* [Assignment]:
Look in the material below for the line with "let s = match" and the line with "self.index.insert(name, self.tools.len());", then set down exactly those two lines and all lines between, nothing more.

-- Opening Marker --

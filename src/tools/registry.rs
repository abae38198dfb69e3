//! 工具注册表
//!
//! 所有工具实现 Tool trait（name / description / provenance / invoke），由 ToolRegistry 按名注册与查找。
//! 注册顺序即 prompt 中工具列表的顺序；名称区分大小写、唯一，重复注册时后者覆盖前者但保留原位置。

use std::collections::HashMap;
use std::fmt;
use std::sync::Arc;

use async_trait::async_trait;

/// 工具来源标记
#[derive(Debug, Clone, Copy, PartialEq, Eq)]
pub enum ToolProvenance {
    /// 进程内实现（Finish、Calculator）
    Builtin,
    /// 访问外部 HTTP 服务（Search、GetWebpage）
    Remote,
    /// 长期记忆读写
    Memory,
}

impl fmt::Display for ToolProvenance {
    fn fmt(&self, f: &mut fmt::Formatter<'_>) -> fmt::Result {
        let s = match self {
            ToolProvenance::Builtin => "builtin",
            ToolProvenance::Remote => "remote",
            ToolProvenance::Memory => "memory",
        };
        f.write_str(s)
    }
}

/// 工具 trait：名称、描述（原样嵌入 prompt）、来源、异步调用（参数为纯文本）
#[async_trait]
pub trait Tool: Send + Sync {
    /// 工具名称（即 `Action: Name[...]` 中的 Name）
    fn name(&self) -> &str;

    /// 工具描述（供 LLM 理解功能）
    fn description(&self) -> &str;

    fn provenance(&self) -> ToolProvenance {
        ToolProvenance::Builtin
    }

    /// 调用工具；失败信息原样向上传播
    async fn invoke(&self, argument: &str) -> Result<String, String>;
}

/// 工具注册表：保持注册顺序，按名称查找
#[derive(Default, Clone)]
pub struct ToolRegistry {
    tools: Vec<Arc<dyn Tool>>,
    index: HashMap<String, usize>,
}

impl ToolRegistry {
    pub fn new() -> Self {
        Self::default()
    }

    pub fn register(&mut self, tool: impl Tool + 'static) {
        self.register_arc(Arc::new(tool));
    }

    pub fn register_arc(&mut self, tool: Arc<dyn Tool>) {
        let name = tool.name().to_string();
        match self.index.get(&name) {
            Some(&i) => self.tools[i] = tool,
            None => {
                self.index.insert(name, self.tools.len());
                self.tools.push(tool);
            }
        }
    }

    pub fn get(&self, name: &str) -> Option<Arc<dyn Tool>> {
        self.index.get(name).map(|&i| self.tools[i].clone())
    }

    /// 按注册顺序的全部工具
    pub fn tools(&self) -> &[Arc<dyn Tool>] {
        &self.tools
    }

    pub fn contains(&self, name: &str) -> bool {
        self.index.contains_key(name)
    }

    pub fn tool_names(&self) -> Vec<String> {
        self.tools.iter().map(|t| t.name().to_string()).collect()
    }

    /// 返回 (name, description) 列表，用于生成 prompt 中的工具段落
    pub fn tool_descriptions(&self) -> Vec<(String, String)> {
        self.tools
            .iter()
            .map(|t| (t.name().to_string(), t.description().to_string()))
            .collect()
    }

    pub fn len(&self) -> usize {
        self.tools.len()
    }

    pub fn is_empty(&self) -> bool {
        self.tools.is_empty()
    }
}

-- Closing Marker --

* [Answer to the exercise]:
        let s = match self {
            ToolProvenance::Builtin => "builtin",
            ToolProvenance::Remote => "remote",
            ToolProvenance::Memory => "memory",
        };
        f.write_str(s)
    }
}

/// 工具 trait：名称、描述（原样嵌入 prompt）、来源、异步调用（参数为纯文本）
#[async_trait]
pub trait Tool: Send + Sync {
    /// 工具名称（即 `Action: Name[...]` 中的 Name）
    fn name(&self) -> &str;

    /// 工具描述（供 LLM 理解功能）
    fn description(&self) -> &str;

    fn provenance(&self) -> ToolProvenance {
        ToolProvenance::Builtin
    }

    /// 调用工具；失败信息原样向上传播
    async fn invoke(&self, argument: &str) -> Result<String, String>;
}

/// 工具注册表：保持注册顺序，按名称查找
#[derive(Default, Clone)]
pub struct ToolRegistry {
    tools: Vec<Arc<dyn Tool>>,
    index: HashMap<String, usize>,
}

impl ToolRegistry {
    pub fn new() -> Self {
        Self::default()
    }

    pub fn register(&mut self, tool: impl Tool + 'static) {
        self.register_arc(Arc::new(tool));
    }

    pub fn register_arc(&mut self, tool: Arc<dyn Tool>) {
        let name = tool.name().to_string();
        match self.index.get(&name) {
            Some(&i) => self.tools[i] = tool,
            None => {
                self.index.insert(name, self.tools.len());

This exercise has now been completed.